Água por 15 minutos, duas vezes ao dia
Você já imaginou estar em um ambiente fechado, com um calor de quase 40 graus no Acre e com outras 25 pessoas juntas? Pois é, essa foi a situação descrita pelos técnicos do MNPCT. A água que abastece as celas é regrada e condicionadas em baldes. É de lá que os detentos tomam banho, lavam roupas e bebem. Veja o relato direto da coordenadora-geral Suelen Bárbara.
“Não há itens de higiene distribuídos para as pessoas e quando existe algum item não é suficiente. As celas estão superlotadas, desconsiderando o que neste momento de pandemia é necessário proceder o isolamento entre as pessoas, inclusive, as pessoas que não são suspeitas. É preciso ter o espaço mínimo e também fazer a utilização de máscara e também assepsias constantes. No entanto, não existe acesso à água de forma irrestrita. A água é cedida duas vezes ao dia, 15 minutos, para celas com 14 a 25 pessoas. Essa água eles bebem, se banham, lavam suas roupas. Ou seja, eles acomodam essa água em uma espécie de balde grande e tem que se virar com essa água para pouca gente. Sabemos que a covid-19 se propaga muito rapidamente”, destaca.
Descumprimento da recomendação do CNJ
Ainda de acordo com Suelen, a recomendação nº 62/2020 do Conselho Nacional de Justiça (CNJ) que orienta aos tribunais e magistrados a adoção de medidas preventivas à propagação da infecção pelo novo coronavírus – Covid-19 no âmbito dos sistemas de justiça penal e socioeducativo, não está sendo cumprida. Ela frisou que foram identificadas no presídio feminino mais de 40 mulheres que poderiam estar cumprindo prisão domiciliar ou utilizando tornozeleiras eletrônicas.
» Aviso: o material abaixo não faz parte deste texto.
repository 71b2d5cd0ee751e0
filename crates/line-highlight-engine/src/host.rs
//! Interfaces to the application hosting the highlighter.

use crate::io::IoError;

/// Reads and writes the full text of a document.
pub trait DocumentStore {
    type Handle;

    fn read(&self, handle: &Self::Handle) -> Result<String, IoError>;

    fn write(&self, handle: &Self::Handle, text: &str) -> Result<(), IoError>;
}

/// Resolves the document the user is currently editing, if any.
pub trait ActiveDocument {
    type Handle;

    fn active_document(&self) -> Option<Self::Handle>;
}

impl<H: Clone> ActiveDocument for Option<H> {
    type Handle = H;

    fn active_document(&self) -> Option<H> {
        self.clone()
    }
}
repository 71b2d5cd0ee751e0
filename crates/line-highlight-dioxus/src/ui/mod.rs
pub mod app;
pub mod components;

pub use app::App;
“No presídio feminino houve um aumento de ingresso de mulheres aprisionadas, no momento de pandemia. Verificamos várias situações de penas vencidas. Elas ainda estavam lá aguardando. Nessa nossa inspeção, nós conseguimos mais de 40 nomes de mulheres que teriam o perfil pra prisão domiciliar ou monitoração eletrônica. Então, a gente tem realmente vários pilares de preocupações do que vimos até agora e a solução é conversar com as autoridades. Temos hoje e amanhã algumas reuniões de trabalho para mostrar todo esse cenário e orientar mudanças. São vários pilares aqui que precisam melhorar”, finaliza.